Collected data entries
>>>

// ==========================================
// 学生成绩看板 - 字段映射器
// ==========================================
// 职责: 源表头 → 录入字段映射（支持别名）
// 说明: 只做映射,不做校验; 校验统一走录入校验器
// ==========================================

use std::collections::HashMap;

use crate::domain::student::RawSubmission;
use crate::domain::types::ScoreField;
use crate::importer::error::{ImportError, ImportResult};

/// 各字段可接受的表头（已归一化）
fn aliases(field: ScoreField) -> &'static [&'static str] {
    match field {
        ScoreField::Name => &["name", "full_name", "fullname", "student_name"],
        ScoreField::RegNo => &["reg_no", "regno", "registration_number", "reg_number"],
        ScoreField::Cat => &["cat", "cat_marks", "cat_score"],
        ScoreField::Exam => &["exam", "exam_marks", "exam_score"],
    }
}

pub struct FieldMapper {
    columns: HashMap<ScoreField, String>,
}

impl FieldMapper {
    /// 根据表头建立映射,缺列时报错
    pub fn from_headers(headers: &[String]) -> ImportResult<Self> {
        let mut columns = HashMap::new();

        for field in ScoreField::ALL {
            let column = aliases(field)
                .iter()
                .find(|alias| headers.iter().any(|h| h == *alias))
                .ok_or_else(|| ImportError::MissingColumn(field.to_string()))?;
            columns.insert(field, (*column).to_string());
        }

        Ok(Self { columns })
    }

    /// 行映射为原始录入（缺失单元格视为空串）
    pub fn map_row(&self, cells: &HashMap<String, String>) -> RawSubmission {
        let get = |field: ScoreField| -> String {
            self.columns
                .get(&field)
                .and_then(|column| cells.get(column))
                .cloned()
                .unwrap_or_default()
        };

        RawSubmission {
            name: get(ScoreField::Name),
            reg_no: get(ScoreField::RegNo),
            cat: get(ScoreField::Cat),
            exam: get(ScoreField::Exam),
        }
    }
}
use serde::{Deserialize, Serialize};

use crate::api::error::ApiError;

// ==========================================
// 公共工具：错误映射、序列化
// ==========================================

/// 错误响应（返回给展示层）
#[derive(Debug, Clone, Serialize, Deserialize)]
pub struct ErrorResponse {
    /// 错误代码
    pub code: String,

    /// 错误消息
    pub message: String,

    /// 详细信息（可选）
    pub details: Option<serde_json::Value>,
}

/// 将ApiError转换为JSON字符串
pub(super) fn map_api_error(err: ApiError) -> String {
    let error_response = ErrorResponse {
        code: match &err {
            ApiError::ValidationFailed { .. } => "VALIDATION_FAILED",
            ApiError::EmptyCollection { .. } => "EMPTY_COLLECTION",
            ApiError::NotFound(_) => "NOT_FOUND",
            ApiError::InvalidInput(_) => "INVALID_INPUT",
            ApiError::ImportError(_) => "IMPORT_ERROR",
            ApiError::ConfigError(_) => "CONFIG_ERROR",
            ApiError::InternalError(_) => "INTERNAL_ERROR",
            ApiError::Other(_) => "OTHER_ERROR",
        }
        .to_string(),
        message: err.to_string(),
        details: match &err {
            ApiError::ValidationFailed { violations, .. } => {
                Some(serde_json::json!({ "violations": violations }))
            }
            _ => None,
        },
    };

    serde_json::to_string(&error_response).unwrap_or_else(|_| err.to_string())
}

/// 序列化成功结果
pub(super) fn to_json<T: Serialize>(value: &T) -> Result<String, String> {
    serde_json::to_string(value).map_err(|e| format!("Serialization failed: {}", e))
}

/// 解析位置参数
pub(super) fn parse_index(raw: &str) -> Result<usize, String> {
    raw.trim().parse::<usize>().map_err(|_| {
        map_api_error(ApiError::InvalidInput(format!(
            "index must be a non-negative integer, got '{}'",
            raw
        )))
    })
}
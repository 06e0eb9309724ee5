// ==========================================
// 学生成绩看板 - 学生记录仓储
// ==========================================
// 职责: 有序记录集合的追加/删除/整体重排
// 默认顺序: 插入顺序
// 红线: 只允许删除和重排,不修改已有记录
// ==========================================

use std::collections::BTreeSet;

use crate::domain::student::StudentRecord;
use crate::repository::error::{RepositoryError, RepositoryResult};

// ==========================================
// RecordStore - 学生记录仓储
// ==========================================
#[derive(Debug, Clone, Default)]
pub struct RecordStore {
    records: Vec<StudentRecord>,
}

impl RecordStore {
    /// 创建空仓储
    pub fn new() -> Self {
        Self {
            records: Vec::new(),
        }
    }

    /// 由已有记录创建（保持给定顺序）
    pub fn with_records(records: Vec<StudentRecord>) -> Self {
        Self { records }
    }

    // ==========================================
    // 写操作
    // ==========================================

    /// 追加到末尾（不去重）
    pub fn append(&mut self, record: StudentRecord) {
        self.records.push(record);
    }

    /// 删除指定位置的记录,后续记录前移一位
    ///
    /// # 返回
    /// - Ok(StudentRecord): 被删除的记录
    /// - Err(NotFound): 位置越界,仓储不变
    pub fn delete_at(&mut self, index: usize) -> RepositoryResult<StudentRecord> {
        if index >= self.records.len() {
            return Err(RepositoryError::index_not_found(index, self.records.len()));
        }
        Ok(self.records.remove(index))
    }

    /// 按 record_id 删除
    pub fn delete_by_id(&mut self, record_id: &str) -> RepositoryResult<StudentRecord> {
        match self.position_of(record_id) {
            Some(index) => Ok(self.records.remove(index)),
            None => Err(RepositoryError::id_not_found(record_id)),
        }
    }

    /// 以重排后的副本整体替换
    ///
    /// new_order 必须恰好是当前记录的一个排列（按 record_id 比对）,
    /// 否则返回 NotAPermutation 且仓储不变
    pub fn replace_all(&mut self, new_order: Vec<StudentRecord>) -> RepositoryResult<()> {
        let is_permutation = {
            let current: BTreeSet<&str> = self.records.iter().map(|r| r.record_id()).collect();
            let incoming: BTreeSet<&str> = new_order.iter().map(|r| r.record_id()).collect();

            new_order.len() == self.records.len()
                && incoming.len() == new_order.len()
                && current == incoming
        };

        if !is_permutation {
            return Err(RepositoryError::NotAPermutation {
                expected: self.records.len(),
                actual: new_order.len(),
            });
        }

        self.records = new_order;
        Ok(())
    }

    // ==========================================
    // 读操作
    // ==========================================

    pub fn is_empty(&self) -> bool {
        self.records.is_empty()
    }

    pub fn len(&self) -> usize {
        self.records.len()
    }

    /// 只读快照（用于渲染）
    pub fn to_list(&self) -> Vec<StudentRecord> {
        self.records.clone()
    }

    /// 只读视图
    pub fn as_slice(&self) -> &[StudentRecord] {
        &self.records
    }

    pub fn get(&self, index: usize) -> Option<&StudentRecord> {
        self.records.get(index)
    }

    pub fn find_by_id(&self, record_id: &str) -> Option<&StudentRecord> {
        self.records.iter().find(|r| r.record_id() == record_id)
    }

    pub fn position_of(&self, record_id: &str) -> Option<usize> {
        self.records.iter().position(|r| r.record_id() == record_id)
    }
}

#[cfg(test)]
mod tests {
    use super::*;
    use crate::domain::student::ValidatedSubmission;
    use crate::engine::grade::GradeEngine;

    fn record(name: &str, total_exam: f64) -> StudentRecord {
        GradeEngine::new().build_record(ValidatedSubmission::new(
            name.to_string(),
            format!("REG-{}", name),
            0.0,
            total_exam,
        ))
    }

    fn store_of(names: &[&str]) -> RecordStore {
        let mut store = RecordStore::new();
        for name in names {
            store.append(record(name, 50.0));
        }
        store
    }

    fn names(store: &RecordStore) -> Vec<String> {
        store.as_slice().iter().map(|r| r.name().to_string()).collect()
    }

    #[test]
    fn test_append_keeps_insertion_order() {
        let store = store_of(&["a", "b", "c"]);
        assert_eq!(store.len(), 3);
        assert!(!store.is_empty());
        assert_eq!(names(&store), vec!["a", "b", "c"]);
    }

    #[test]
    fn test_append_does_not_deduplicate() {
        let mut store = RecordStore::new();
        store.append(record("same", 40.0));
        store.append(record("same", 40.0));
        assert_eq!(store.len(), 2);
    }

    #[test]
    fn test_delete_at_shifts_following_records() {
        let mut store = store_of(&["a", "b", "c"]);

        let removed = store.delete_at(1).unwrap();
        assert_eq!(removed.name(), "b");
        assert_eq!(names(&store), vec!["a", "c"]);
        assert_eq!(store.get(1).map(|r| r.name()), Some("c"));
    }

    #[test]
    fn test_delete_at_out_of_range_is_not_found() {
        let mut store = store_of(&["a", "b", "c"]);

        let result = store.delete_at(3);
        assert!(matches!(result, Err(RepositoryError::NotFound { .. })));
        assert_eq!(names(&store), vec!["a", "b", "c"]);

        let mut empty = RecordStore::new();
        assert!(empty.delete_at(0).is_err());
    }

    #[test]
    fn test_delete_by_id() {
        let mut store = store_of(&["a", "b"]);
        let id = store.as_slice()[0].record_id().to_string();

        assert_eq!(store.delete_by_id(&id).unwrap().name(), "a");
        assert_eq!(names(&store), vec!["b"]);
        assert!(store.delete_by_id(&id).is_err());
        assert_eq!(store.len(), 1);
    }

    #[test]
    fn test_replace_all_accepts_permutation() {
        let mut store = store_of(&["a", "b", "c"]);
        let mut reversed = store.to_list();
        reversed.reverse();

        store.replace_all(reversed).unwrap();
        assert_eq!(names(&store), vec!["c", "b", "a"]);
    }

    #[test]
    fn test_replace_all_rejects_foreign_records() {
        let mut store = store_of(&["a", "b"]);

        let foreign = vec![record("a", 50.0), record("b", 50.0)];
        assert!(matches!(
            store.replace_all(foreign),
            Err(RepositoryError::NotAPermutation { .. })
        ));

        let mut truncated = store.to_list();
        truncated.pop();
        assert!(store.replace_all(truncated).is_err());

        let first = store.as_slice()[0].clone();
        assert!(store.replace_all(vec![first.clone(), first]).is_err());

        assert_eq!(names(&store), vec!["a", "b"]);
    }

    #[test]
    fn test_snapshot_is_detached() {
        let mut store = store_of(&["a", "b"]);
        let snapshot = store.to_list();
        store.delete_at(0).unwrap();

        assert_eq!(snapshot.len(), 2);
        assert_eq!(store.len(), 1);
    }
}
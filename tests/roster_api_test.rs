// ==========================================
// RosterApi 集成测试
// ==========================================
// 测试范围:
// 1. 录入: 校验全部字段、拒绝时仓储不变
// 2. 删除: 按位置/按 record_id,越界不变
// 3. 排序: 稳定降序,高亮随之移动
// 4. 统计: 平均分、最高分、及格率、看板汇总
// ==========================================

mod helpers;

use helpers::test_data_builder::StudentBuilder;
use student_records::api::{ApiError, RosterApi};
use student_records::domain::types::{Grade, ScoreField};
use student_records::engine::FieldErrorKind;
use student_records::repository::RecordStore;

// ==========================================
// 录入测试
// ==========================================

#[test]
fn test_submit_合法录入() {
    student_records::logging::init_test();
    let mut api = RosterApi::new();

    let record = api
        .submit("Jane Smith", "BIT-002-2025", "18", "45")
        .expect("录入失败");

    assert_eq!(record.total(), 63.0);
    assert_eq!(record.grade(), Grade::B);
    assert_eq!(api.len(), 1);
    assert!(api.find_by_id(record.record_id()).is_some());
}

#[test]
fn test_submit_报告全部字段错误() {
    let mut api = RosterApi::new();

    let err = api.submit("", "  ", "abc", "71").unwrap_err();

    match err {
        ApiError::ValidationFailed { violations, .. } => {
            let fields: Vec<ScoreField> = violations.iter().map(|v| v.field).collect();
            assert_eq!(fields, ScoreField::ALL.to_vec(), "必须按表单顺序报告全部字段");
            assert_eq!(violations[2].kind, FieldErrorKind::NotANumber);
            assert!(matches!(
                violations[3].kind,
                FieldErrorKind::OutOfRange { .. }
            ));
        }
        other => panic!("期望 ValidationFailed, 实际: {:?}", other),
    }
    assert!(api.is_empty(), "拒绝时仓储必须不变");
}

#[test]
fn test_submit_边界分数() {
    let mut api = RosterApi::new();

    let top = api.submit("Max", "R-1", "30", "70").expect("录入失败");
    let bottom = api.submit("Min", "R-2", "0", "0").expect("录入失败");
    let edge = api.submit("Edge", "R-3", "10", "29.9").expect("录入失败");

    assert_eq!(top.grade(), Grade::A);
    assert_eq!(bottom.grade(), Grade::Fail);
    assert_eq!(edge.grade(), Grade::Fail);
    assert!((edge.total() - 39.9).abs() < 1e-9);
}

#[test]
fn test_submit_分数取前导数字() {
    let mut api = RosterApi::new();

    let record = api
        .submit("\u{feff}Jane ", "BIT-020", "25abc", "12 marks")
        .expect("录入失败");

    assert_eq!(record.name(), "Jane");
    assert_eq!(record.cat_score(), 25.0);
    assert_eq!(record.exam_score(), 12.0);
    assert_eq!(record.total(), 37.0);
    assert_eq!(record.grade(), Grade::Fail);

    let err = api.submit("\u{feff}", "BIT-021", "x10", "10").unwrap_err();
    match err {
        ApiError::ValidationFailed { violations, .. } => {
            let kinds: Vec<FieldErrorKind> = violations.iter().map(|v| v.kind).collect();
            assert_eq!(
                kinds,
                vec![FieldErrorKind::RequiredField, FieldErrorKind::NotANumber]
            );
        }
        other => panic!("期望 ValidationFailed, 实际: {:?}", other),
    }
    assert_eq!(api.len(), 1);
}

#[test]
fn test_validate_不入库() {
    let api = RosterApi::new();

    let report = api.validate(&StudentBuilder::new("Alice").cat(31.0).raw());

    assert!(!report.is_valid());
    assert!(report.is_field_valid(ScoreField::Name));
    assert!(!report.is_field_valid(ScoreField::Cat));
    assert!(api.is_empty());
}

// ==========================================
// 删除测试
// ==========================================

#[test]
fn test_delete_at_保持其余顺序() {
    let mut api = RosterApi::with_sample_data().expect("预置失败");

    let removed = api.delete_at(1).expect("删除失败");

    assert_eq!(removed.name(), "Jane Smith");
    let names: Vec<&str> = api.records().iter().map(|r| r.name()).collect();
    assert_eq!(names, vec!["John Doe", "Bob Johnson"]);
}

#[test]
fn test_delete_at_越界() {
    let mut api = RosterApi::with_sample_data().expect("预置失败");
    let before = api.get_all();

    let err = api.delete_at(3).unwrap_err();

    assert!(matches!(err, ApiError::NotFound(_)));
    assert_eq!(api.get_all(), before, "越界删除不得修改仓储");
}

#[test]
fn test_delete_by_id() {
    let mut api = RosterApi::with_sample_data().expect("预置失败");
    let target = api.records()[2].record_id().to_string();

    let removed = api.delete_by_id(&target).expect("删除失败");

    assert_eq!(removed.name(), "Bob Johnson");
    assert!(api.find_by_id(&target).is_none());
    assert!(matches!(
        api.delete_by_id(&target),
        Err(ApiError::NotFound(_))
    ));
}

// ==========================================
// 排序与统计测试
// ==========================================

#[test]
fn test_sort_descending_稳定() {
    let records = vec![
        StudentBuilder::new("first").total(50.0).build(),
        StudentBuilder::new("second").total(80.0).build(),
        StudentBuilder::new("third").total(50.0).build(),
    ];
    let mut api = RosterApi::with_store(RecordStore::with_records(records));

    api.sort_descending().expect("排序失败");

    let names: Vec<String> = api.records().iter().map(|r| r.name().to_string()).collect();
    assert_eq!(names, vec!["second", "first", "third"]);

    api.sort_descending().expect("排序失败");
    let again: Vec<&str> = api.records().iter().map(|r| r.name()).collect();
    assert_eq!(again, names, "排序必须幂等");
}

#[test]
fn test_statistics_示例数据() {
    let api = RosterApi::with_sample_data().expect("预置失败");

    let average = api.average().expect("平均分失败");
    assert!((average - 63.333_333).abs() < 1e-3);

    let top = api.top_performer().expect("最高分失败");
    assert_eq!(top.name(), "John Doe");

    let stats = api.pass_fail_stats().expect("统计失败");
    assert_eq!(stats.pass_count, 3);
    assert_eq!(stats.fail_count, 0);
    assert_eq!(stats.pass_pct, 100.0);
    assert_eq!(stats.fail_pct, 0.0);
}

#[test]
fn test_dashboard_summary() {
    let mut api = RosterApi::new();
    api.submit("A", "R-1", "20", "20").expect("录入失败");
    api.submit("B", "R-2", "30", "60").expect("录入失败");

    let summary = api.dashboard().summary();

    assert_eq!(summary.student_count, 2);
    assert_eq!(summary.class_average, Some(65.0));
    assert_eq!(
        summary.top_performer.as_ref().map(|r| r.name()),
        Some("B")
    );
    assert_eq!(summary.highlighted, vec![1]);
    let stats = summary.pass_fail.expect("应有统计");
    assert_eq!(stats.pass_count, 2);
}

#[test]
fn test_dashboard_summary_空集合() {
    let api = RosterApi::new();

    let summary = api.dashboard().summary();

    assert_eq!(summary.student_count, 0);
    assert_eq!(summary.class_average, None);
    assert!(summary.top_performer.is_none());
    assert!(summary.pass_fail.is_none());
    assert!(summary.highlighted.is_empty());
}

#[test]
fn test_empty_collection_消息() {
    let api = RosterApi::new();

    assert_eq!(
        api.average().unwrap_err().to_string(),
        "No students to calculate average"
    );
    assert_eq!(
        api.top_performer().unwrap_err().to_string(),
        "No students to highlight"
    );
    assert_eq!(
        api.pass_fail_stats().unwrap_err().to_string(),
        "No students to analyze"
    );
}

<<<

▶ **WHAT IS NEEDED**
Each line above with the string "details" in it should be located and copied.

▶ **OUTPUT OF THE EXERCISE**
    pub details: Option<serde_json::Value>,
        details: match &err {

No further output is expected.